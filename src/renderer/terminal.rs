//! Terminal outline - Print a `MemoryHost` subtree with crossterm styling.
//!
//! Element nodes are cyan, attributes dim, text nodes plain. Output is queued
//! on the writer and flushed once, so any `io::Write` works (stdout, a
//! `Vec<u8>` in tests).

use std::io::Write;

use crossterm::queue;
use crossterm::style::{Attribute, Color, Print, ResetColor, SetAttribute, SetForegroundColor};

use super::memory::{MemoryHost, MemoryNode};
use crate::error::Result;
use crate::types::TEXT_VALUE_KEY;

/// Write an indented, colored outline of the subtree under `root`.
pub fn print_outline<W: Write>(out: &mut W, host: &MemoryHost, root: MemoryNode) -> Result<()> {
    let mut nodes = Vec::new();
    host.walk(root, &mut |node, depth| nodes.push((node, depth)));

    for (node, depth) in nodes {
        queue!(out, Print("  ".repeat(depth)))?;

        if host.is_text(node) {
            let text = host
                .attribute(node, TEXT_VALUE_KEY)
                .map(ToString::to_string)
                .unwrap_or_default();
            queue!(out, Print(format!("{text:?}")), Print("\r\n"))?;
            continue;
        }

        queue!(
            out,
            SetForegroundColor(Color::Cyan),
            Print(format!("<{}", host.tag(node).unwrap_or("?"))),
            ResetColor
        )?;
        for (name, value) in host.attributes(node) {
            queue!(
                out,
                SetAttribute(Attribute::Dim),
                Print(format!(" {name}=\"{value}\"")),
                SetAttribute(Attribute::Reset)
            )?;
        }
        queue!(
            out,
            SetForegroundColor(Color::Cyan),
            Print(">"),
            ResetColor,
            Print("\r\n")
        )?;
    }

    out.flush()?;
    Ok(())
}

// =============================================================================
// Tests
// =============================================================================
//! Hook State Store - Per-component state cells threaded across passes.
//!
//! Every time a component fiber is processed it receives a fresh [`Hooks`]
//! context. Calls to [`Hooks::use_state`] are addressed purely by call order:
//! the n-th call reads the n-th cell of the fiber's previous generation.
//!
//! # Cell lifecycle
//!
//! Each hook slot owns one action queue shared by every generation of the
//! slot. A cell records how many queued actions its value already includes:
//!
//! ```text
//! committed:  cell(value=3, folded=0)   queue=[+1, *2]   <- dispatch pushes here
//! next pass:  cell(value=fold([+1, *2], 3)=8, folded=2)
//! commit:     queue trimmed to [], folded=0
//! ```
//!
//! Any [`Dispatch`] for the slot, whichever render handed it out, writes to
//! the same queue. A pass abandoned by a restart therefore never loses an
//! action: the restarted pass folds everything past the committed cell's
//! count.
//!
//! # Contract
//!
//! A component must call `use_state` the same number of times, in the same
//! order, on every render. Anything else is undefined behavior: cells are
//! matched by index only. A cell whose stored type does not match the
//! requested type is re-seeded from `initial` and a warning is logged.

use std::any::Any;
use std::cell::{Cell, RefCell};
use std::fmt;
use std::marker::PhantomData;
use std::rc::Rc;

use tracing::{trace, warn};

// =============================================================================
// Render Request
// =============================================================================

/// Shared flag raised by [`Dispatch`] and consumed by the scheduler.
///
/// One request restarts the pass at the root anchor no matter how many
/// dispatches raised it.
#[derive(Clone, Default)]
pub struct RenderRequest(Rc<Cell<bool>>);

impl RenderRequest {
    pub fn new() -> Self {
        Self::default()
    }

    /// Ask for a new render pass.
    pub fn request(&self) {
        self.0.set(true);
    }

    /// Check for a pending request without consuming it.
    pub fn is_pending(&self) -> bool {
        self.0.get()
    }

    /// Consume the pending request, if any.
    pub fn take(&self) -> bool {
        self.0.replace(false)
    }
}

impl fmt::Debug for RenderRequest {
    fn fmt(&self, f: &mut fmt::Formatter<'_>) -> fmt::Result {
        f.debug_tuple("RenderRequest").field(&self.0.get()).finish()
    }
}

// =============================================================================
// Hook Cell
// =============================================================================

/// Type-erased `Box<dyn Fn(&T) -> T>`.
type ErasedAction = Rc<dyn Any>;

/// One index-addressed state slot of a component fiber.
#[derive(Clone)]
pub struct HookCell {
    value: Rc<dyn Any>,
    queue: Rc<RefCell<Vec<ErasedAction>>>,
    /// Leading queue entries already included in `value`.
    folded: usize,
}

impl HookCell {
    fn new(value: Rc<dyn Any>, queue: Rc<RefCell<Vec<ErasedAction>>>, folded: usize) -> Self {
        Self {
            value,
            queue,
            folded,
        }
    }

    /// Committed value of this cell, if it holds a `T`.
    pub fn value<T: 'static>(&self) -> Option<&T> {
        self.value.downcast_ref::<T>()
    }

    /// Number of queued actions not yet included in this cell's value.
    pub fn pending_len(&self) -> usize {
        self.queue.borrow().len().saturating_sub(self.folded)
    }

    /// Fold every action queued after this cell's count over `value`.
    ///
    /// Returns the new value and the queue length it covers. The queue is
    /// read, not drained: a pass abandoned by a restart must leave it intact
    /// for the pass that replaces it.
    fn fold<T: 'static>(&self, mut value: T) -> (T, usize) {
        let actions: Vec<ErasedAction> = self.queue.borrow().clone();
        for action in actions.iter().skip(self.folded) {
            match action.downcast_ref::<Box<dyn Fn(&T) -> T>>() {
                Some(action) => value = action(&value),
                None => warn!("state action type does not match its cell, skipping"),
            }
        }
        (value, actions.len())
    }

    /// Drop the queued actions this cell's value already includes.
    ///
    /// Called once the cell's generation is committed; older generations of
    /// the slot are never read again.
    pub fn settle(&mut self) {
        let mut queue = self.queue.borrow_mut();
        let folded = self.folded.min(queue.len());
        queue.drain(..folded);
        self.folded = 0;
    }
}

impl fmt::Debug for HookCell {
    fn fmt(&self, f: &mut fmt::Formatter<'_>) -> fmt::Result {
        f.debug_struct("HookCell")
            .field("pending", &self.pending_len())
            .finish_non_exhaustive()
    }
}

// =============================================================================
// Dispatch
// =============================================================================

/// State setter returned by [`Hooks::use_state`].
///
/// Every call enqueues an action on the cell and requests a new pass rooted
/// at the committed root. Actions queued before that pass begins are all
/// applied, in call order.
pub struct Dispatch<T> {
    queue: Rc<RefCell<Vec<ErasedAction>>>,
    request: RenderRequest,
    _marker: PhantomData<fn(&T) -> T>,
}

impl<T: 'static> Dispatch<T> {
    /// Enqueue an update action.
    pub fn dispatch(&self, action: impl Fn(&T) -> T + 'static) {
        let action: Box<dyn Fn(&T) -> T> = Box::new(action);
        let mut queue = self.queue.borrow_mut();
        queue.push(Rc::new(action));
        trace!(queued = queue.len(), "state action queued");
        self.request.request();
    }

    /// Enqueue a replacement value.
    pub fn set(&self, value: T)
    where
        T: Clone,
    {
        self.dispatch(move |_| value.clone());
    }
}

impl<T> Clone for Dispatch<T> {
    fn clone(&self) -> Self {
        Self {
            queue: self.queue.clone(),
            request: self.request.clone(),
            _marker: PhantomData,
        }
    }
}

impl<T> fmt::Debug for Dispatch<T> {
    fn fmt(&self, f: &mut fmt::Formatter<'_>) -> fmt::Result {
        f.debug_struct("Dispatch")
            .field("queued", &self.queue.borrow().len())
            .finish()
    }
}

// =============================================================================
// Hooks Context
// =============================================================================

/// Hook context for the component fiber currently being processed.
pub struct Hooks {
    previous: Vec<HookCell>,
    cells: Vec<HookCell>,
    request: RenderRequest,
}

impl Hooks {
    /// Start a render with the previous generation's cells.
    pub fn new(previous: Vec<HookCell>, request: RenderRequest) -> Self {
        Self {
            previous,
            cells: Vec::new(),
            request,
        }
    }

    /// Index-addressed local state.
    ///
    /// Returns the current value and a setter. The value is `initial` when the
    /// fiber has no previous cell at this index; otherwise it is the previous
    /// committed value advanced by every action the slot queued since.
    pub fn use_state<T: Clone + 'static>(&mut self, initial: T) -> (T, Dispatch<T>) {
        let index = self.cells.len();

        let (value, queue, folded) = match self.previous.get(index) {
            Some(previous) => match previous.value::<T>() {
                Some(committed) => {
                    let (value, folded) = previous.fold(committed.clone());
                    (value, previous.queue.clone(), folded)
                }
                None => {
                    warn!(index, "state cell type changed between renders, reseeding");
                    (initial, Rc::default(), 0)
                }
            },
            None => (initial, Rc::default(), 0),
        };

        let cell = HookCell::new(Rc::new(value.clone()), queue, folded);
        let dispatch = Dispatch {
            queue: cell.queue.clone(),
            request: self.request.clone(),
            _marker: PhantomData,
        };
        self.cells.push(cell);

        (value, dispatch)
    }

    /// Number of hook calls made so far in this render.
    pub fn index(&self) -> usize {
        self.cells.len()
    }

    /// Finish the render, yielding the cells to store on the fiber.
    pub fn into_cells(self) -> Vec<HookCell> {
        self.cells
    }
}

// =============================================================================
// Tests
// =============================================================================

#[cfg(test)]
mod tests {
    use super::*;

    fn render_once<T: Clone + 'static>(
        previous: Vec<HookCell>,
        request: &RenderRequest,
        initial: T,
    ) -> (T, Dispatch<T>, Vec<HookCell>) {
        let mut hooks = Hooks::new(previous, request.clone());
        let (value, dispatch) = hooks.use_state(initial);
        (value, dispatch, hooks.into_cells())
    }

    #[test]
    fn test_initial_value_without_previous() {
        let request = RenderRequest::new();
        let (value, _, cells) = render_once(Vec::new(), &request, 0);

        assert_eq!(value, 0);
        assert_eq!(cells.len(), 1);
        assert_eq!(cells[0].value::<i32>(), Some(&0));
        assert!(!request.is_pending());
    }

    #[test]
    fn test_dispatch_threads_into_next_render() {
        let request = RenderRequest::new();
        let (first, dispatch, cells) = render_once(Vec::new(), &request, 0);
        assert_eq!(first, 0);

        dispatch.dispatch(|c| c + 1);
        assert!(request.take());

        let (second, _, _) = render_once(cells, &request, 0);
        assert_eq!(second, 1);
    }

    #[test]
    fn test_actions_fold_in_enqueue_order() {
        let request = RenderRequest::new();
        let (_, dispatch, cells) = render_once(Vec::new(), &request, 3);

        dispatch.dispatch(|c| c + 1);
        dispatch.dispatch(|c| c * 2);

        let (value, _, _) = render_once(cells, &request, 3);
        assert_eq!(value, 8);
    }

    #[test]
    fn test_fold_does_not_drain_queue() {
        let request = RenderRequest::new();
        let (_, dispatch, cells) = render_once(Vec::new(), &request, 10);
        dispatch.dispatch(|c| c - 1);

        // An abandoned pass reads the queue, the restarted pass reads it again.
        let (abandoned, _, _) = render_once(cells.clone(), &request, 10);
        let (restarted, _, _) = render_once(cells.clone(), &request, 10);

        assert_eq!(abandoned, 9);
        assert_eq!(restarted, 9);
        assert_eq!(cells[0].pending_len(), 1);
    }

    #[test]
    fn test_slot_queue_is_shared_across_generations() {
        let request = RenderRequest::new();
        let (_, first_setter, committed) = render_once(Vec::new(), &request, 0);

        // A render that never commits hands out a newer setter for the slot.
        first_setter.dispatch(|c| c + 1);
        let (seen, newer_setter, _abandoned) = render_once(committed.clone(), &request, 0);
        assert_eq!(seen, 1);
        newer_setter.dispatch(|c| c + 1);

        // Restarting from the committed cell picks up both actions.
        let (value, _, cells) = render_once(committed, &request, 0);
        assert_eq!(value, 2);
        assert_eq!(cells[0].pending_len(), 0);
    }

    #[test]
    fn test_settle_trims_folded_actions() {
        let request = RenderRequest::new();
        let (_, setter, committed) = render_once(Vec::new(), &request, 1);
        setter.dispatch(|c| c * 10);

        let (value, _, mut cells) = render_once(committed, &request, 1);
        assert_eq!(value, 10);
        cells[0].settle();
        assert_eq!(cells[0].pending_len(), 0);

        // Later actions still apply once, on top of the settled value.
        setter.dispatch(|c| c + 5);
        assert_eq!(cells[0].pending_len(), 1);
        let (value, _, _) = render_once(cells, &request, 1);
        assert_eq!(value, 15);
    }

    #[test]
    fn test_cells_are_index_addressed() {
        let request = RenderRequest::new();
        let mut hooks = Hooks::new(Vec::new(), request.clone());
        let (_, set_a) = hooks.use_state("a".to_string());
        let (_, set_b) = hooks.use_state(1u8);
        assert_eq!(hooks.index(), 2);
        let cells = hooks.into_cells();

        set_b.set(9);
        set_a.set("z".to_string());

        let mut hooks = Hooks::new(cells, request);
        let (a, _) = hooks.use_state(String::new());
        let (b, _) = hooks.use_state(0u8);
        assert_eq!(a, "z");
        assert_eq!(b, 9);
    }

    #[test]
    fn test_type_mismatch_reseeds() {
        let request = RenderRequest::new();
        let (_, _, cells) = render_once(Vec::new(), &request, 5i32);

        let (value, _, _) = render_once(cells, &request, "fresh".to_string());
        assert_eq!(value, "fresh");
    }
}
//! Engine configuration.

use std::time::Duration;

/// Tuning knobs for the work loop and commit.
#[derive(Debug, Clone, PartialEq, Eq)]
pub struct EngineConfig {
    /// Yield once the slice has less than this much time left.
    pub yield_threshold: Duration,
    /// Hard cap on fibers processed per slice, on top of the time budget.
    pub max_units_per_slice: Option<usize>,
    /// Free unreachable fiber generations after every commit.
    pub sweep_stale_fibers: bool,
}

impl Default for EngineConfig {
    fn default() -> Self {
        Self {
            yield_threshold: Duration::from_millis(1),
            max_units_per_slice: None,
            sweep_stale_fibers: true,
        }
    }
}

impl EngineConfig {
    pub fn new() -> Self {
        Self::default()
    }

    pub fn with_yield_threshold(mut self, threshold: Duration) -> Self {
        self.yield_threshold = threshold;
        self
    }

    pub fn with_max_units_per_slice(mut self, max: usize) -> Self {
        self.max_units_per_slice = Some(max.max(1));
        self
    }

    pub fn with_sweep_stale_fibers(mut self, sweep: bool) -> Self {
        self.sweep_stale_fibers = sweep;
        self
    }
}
+ + + + +
**ACTIVITY**
Write out each line of the data that holds the string "processed".

**REPLY**
//! Every time a component fiber is processed it receives a fresh [`Hooks`]
/// Hook context for the component fiber currently being processed.
    /// Hard cap on fibers processed per slice, on top of the time budget.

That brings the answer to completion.